The MPC also staffs the Knoxville Regional Transportation Planning Organization (TPO), which manages all federal and state transportation funds. The TPO hosts the Knoxville Regional Bicycle Plan, Safe Routes to School, and the Smart Trips program, and it determines highway system priorities for the Knoxville region, as well as working with the EPA to get the air back into attainment with federal air-quality standards. Intersection improvements? Traffic-signal timing? The paving that happened with stimulus funds? All handled by the TPO.
Then there is the Tennessee Technology Corridor Development Authority, historic zoning, the collection of U.S. Census data—and the list goes on. In short, despite being neither a city nor county department, the duties of the MPC are integral to the community.
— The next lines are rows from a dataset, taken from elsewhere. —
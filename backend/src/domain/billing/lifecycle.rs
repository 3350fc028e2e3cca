//! Side effects that follow a payment status change.
//!
//! Every path that changes a payment status (gateway webhook, redirect
//! callback, explicit cancellation) consults this one table, so the user
//! record stays consistent no matter which path reported the change.
//! Completion always grants the plan. Only a cancellation requested by the
//! user takes it away; a gateway-reported cancellation leaves the user
//! record alone.

use super::PaymentStatus;

/// A follow-up write on the owning user record.
#[derive(Debug, Clone, Copy, PartialEq, Eq)]
pub enum SideEffect {
    /// Point the user at the payment's plan.
    AssignUserPlan,
    /// Remove the user's plan reference.
    ClearUserPlan,
}

impl SideEffect {
    /// Whether the effect runs again when the status was already current.
    ///
    /// Assigning is safe to repeat. Clearing is not: a stale cancellation
    /// could wipe a plan granted by a newer subscription.
    pub fn repeats_on_reapplication(&self) -> bool {
        matches!(self, SideEffect::AssignUserPlan)
    }
}

/// Which path reported a status change.
#[derive(Debug, Clone, Copy, PartialEq, Eq)]
pub enum ChangeSource {
    /// Gateway notification.
    Webhook,
    /// Browser returning from checkout.
    Redirect,
    /// The user asked to cancel through the API.
    UserCancel,
}

/// Side effects owed for a payment that now holds `status`.
pub fn side_effects(status: PaymentStatus, source: ChangeSource) -> &'static [SideEffect] {
    match (status, source) {
        (PaymentStatus::Completed, _) => &[SideEffect::AssignUserPlan],
        (PaymentStatus::Cancelled, ChangeSource::UserCancel) => &[SideEffect::ClearUserPlan],
        (PaymentStatus::Cancelled, ChangeSource::Webhook | ChangeSource::Redirect) => &[],
        (PaymentStatus::Pending | PaymentStatus::Active | PaymentStatus::Failed, _) => &[],
    }
}

/// Side effects to run for a change from `previous` to `current`.
pub fn side_effects_for_change(
    previous: PaymentStatus,
    current: PaymentStatus,
    source: ChangeSource,
) -> Vec<SideEffect> {
    let repeated = previous == current;
    side_effects(current, source)
        .iter()
        .copied()
        .filter(|effect| !repeated || effect.repeats_on_reapplication())
        .collect()
}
“I think we play a pretty important role that is sometimes overlooked,” says MPC Commissioner Nate Kelly, a professor of political science at the University of Tennessee who is in his fourth year on the board.
“I think [the MPC] is critical,” says Knoxville Mayor Madeline Rogero. “People care how our city is redeveloped and redesigned. ... A lot of folks in the community benefit from it—they may not realize it, but they do.”
Rogero is herself a former planner, so it’s not surprising that she’s a fan of the agency. However, her counterpart in the county, Tim Burchett, is less sanguine.
“I’m not a fan of big government anywhere,” Burchett says. He adds that he doesn’t have a problem with the basics of what the MPC does, he just doesn’t think the county needs to use the agency as much as the city. “Obviously we’re going to have to have codes. We can’t have someone burning tires next to a playground. People don’t want an adult bookstore next to a kindergarten,” Burchett says.
But for those codes to exist, the county is required by state law to have a growth management plan. Knoxville city charter also requires the city to have one-year, five-year, and 15-year comprehensive development plans that form the legal basis for zoning decisions.
Still, the harshest criticism the MPC has weathered has been for a plan that it was asked to develop specifically by the Knoxville City Council and the Knox County Commission—the Hillside and Ridgetop Protection Plan. Donaldson says the staff only drew up the plan after it was asked to by the legislative bodies, and it was those bodies that eventually passed it, after the planning commission gave what amounted to a recommendation to pass it. And, after all, it is only an advisory plan, not an actual ordinance with the force of law behind it.
“Somehow the planning commission has been blamed for that. But it probably enhanced property rights. ... And it actually made subdivision regulations less restrictive,” Donaldson points out.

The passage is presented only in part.